The catch is that wrapping columns in GREATEST() inside a WHERE clause makes the predicate non sargable, so the optimiser cannot use a plain index on those columns and falls back to a full scan. If you filter on the result frequently, consider a computed or generated column that stores GREATEST(...) and index that instead.
Do not confuse the row-wise cost of GREATEST() with the aggregate cost of MAX(). MAX() may need to sort or scan an index across many rows, whereas GREATEST() never looks beyond the current row.
Interview questions
What is the difference between GREATEST() and MAX()?
GREATEST() is a row-wise scalar function that returns the largest of several values (usually columns) within the same row. MAX() is an aggregate that returns the largest value in a single column across many rows. GREATEST compares horizontally across columns; MAX compares vertically down rows.

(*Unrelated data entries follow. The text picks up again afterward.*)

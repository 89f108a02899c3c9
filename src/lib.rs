//! Task collection store: create/toggle/delete mutations over an owned list of
//! tasks, a filtered/sorted derived view, and a key-value persistence boundary.
//!
//! The presentation layer is external: it renders [`TaskStore::view`] and
//! [`TaskStore::stats`] output, forwards user actions, and is responsible for
//! obtaining confirmation before [`TaskStore::clear_all`].

pub mod logging;
pub mod models;
pub mod storage;
pub mod store;

pub use models::{Stats, Task, TaskFilter, TaskSort, Timestamp};
pub use storage::{FileKvStore, KvStore, MemoryKvStore, StorageError};
pub use store::{CreateError, TaskStore, MAX_TEXT_CHARS, TASKS_KEY};
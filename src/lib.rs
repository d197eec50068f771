//! # Floem breakpoints
//!
//! Named viewport breakpoints and the CSS media queries they stand for.
//!
//! A breakpoint key is a size class, optionally prefixed by a comparison:
//! `phone`, `<mobile`, `<=tablet`, `>=desktop`, `>widescreen`. Two keys joined
//! by a single space form a compound key whose query is the conjunction of
//! both, e.g. `<widescreen >=smallscreen`.
//!
//! ```
//! use floem_breakpoints::{lookup, standard};
//!
//! assert_eq!(lookup("phone"), Some("(max-width: 320px)"));
//! assert_eq!(
//!     lookup("<widescreen >=smallscreen"),
//!     Some("(max-width: 1139px) and (min-width: 960px)")
//! );
//! assert_eq!(lookup("desktop"), None);
//! assert_eq!(standard().len(), 26);
//! ```
//!
//! ## Boundaries
//!
//! Each size class has one boundary pixel `b`, the last width matched by
//! `<=class`:
//!
//! | key       | query                |
//! |-----------|----------------------|
//! | `<class`  | `(max-width: b-1px)` |
//! | `<=class` | `(max-width: bpx)`   |
//! | `>=class` | `(min-width: bpx)`   |
//! | `>class`  | `(min-width: b+1px)` |
//!
//! The standard boundaries are phone 320, mobile 667, tablet 768,
//! povertyscreen 840, smallscreen 960, desktop 1024 and widescreen 1140.
//! `phone` only has a bare key, `(max-width: 320px)`.
//!
//! ## Custom tables
//!
//! [`BreakpointTable::new`] builds a table from a [`Breakpoints`]
//! configuration. With the `serde` feature the configuration can be
//! deserialized, and a table serializes as a `key -> query` map.

pub mod config;
pub mod error;
pub mod key;
pub mod query;
pub mod size_class;
mod table;

pub use config::{Breakpoints, SizeClassBreakpoint};
pub use error::BreakpointError;
pub use key::{BreakpointKey, CompoundKey};
pub use query::{Condition, MediaFeature, MediaQuery};
pub use size_class::{Comparison, SizeClass, Variants};
pub use table::{BreakpointTable, lookup, standard};
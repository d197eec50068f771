//! Width media queries in their CSS text form.

use std::fmt;

use smallvec::SmallVec;
use strum_macros::{Display, IntoStaticStr};

#[derive(Debug, Clone, Copy, PartialEq, Eq, Hash, Display, IntoStaticStr)]
#[cfg_attr(feature = "serde", derive(serde::Serialize, serde::Deserialize))]
#[cfg_attr(feature = "serde", serde(rename_all = "kebab-case"))]
#[strum(serialize_all = "kebab-case")]
pub enum MediaFeature {
    MinWidth,
    MaxWidth,
}

/// A single `(feature: Npx)` condition.
#[derive(Debug, Clone, Copy, PartialEq, Eq, Hash)]
#[cfg_attr(feature = "serde", derive(serde::Serialize, serde::Deserialize))]
pub struct Condition {
    pub feature: MediaFeature,
    pub px: u32,
}

impl Condition {
    pub const fn new(feature: MediaFeature, px: u32) -> Self {
        Self { feature, px }
    }
}

impl fmt::Display for Condition {
    fn fmt(&self, f: &mut fmt::Formatter<'_>) -> fmt::Result {
        write!(f, "({}: {}px)", self.feature, self.px)
    }
}

/// A conjunction of width conditions, rendered as `(a) and (b)`.
///
/// Every query in a breakpoint table has one or two conditions, so they are
/// kept inline.
#[derive(Debug, Clone, PartialEq, Eq, Hash)]
#[cfg_attr(feature = "serde", derive(serde::Serialize, serde::Deserialize))]
pub struct MediaQuery {
    conditions: SmallVec<[Condition; 2]>,
}

impl MediaQuery {
    pub fn new(condition: Condition) -> Self {
        let mut conditions = SmallVec::new();
        conditions.push(condition);
        Self { conditions }
    }

    /// The conjunction of `self` followed by `other`.
    #[must_use]
    pub fn and(&self, other: &MediaQuery) -> Self {
        let conditions = self
            .conditions
            .iter()
            .chain(other.conditions.iter())
            .copied()
            .collect();
        Self { conditions }
    }

    pub fn conditions(&self) -> &[Condition] {
        &self.conditions
    }
}

impl From<Condition> for MediaQuery {
    fn from(condition: Condition) -> Self {
        Self::new(condition)
    }
}

impl fmt::Display for MediaQuery {
    fn fmt(&self, f: &mut fmt::Formatter<'_>) -> fmt::Result {
        for (i, condition) in self.conditions.iter().enumerate() {
            if i > 0 {
                f.write_str(" and ")?;
            }
            write!(f, "{condition}")?;
        }
        Ok(())
    }
}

-- Best of three columns per row vs largest in a column
SELECT GREATEST(a, b, c) AS row_best FROM t;
SELECT MAX(a) AS col_max FROM t;
How does GREATEST() handle NULL arguments?
It depends on the database. In MySQL, GREATEST() returns NULL if any argument is NULL. In PostgreSQL and SQLite, it ignores NULL arguments and returns the largest non-NULL value, only returning NULL when every argument is NULL. Wrap arguments in COALESCE for portable behaviour.
Is GREATEST() available in SQL Server?
Only from SQL Server 2022 onward. Earlier versions do not have it, so you emulate it with a CASE expression or a MAX over a VALUES subquery, such as (SELECT MAX(v) FROM (VALUES (a),(b),(c)) t(v)).
How would you clamp a value so it never goes below zero?
Use GREATEST(expression, 0). Because GREATEST returns the larger of the two, any negative result of the expression is replaced by 0. To also cap an upper bound, combine it with LEAST, for example LEAST(GREATEST(x, 0), 100).
SELECT GREATEST(balance - fee, 0) AS floored FROM accounts;
How do you find the most recent of several date columns per row?
Pass the date columns to GREATEST, for example GREATEST(last_login, last_order, last_comment). It returns the latest date on each row. On MySQL, guard against NULL columns with COALESCE so a single missing date does not turn the whole result NULL.